Three out of four ambulance staff are at “breaking point”, suffering low morale and calling for better protective equipment, a new study suggests.
The GMB union said almost two out of three of 2,000 of its members surveyed said they believed their PPE should be upgraded.
Three out of four respondents said ambulance workers were at “breaking point”, with the crisis much worse than when the lockdown first started last March.
The responses included:
– “People are dying waiting for ambulances whilst crews are stuck at hospital with Covid-confirmed patients.”
– “We had a taxi pull up in an ambulance bay with a dead male while his wife was shouting for help.
– “It’s very scary for us all.”
“In 24 years in the ambulance service I’ve never ever seen staff sat on station at the start of the shift so frightened (almost to tears) to go out on an ambulance.”
“Staff overwhelmed – calls waiting are in their hundreds for hours on end with little or no resources to send.”
Something has to give
GMB national officer Rachel Harrison said: “This cannot go on – something has got to give.
“Ambulance staff are going off sick in droves while the service collapses around them, despite their heroic efforts.
“A massive 93% are crying out for better protection, the PPE they are given just isn’t fit for purpose, and is a massive factor in why the situation is so desperate.
“Ambulance PPE needs addressing urgently or more people will die unnecessarily, including our ambulance workers.”
A Department of Health and Social Care spokesman said: “The safety of NHS and social care staff including paramedics has always been our top priority and we continue to work round the clock to deliver PPE that helps protect those on the front line.
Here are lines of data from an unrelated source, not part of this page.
use std::time::Duration;

use anyhow::{Context, Result};
use serde::{Deserialize, Serialize};

use bitmessage_core::pow::{NETWORK_EXTRA_BYTES, NETWORK_NONCE_TRIALS_PER_BYTE};
use bitmessage_inventory::AcceptancePolicy;
use bitmessage_network::NetworkConfig;

#[derive(Debug, Clone, Serialize, Deserialize)]
#[serde(default)]
pub struct NodeConfig {
    /// TCP port peers connect to.
    pub port: u16,
    /// Target outbound connections per stream.
    pub connection_limit: usize,
    /// Seconds before an outbound connection is recycled.
    pub connection_ttl: u64,
    pub user_agent: String,
    /// Streams this node joins.
    pub streams: Vec<u64>,
    pub network_nonce_trials_per_byte: u64,
    pub network_extra_bytes: u64,
    pub datadir: String,
    /// Accept inbound connections.
    pub listen: bool,
    /// Threads the proof-of-work engine may use; 0 picks the CPU count.
    pub pow_threads: usize,
}

impl Default for NodeConfig {
    fn default() -> Self {
        Self {
            port: 8444,
            connection_limit: 8,
            connection_ttl: 30 * 60,
            user_agent: "/bitmessage-rust:0.1.0/".to_string(),
            streams: vec![1],
            network_nonce_trials_per_byte: NETWORK_NONCE_TRIALS_PER_BYTE,
            network_extra_bytes: NETWORK_EXTRA_BYTES,
            datadir: "./data".to_string(),
            listen: true,
            pow_threads: 0,
        }
    }
}

impl NodeConfig {
    pub fn from_file(path: &str) -> Result<Self> {
        let contents = std::fs::read_to_string(path)
            .with_context(|| format!("reading config file {}", path))?;
        let config: Self = toml::from_str(&contents).context("parsing config file")?;
        config.validate()?;
        Ok(config)
    }

    pub fn validate(&self) -> Result<()> {
        anyhow::ensure!(!self.streams.is_empty(), "at least one stream is required");
        anyhow::ensure!(self.connection_limit > 0, "connection_limit must be positive");
        Ok(())
    }

    pub fn network(&self) -> NetworkConfig {
        NetworkConfig {
            port: self.port,
            connection_limit: self.connection_limit,
            connection_ttl: Duration::from_secs(self.connection_ttl),
            user_agent: self.user_agent.clone(),
            streams: self.streams.clone(),
            listen: self.listen,
        }
    }

    pub fn acceptance_policy(&self) -> AcceptancePolicy {
        AcceptancePolicy {
            nonce_trials_per_byte: self.network_nonce_trials_per_byte,
            extra_bytes: self.network_extra_bytes,
        }
    }

    pub fn pow_threads(&self) -> usize {
        if self.pow_threads > 0 {
            return self.pow_threads;
        }
        std::thread::available_parallelism()
            .map(|n| n.get())
            .unwrap_or(1)
    }
}

#[cfg(test)]
mod tests {
    use super::*;

    #[test]
    fn defaults_match_the_protocol() {
        let config = NodeConfig::default();
        assert_eq!(config.port, 8444);
        assert_eq!(config.connection_limit, 8);
        assert_eq!(config.connection_ttl, 1800);
        assert_eq!(config.streams, vec![1]);
        assert_eq!(config.network_nonce_trials_per_byte, 1000);
        assert_eq!(config.network_extra_bytes, 1000);
        config.validate().unwrap();
    }

    #[test]
    fn partial_config_files_fill_in_defaults() {
        let parsed: NodeConfig = toml::from_str("port = 9000\nstreams = [1, 2]\n").unwrap();
        assert_eq!(parsed.port, 9000);
        assert_eq!(parsed.streams, vec![1, 2]);
        assert_eq!(parsed.connection_limit, 8);
    }

    #[test]
    fn empty_streams_are_invalid() {
        let config = NodeConfig {
            streams: vec![],
            ..NodeConfig::default()
        };
        assert!(config.validate().is_err());
    }
}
“Guidance on the safest levels and standards of PPE is written by experts and agreed by all four UK chief medical officers.
“Our guidance is kept under constant review based on the latest evidence.”
On 14th Jan a hospital in London was having to return patients to waiting ambulances after procedures due to an “overwhelming” number of coronavirus patients, a frontline doctor has said.
The doctor, who asked to remain anonymous, told the PA news agency that “significant patient harm” was occurring as a result of a lack of available beds, with A&E staff forced to treat other patients in the vehicles outside.
“It’s not the fault of the staff, but the sheer numbers are so unprecedented and being full like this means that you just have to do your best to adapt. But it’s not the standard (of care) I signed up to,” he said.
“It’s extremely stressful for us to be doing our best but knowing that significant patient harm is happening because there isn’t space and the patient load is too high.”
Staff are “running” into ambulances to treat patients, he said, until space becomes available in A&E, but this limited much of the care they could provide.
He said: “Last week, I saw a patient in the back of an ambulance who had very low oxygen levels, and it became very clear he had heart failure, liquid was building up in their lungs and they were essentially drowning.
“So I had to walk them out of the ambulance, to an X-ray machine, they had their X-ray in the hospital and because there was no space we had to stretcher them back to the ambulance, even though they were in heart failure.”
With families unable to be in hospital, he is now making two or three phone calls per shift to discuss end of life care with relatives.
He worked a shift finishing at 8pm on New Year’s Eve and said he felt “sick” to his stomach seeing party-goers on the Tube home.
He said: “On the Tube, there were lots of people wearing glittery outfits. I felt so upset because I know they are not wearing those outfits to go shopping, they are going to a party.
“I felt so upset because I’ve been fighting all day and it didn’t seem to matter to them. They were going to pretend it wasn’t happening.”
Staff shortages have hit hospitals hard, but the London doctor said this was not always due to Covid, with some staff being signed off sick with PTSD, depression and anxiety.
He said: “I know ICU nurses who can’t go to work because they can’t sleep.”
However, amid the “overwhelming” patient numbers, he said staff desperately try to make sure loved ones get time with their relatives before they die.
“There was an elderly man I knew was going to pass away from Covid, and I contacted his daughter — she wasn’t aware he had even been brought to hospital,” he said.
“She asked if she could bring in a little glass of whiskey and have it with him, and I said that was a good idea.
“I don’t know why it hit me so hard, but she came in, and they had a whiskey together and by the time she’d come out, he passed away.
“Somehow amidst all the horrible things going on, we somehow made sure she had that moment which was very important.”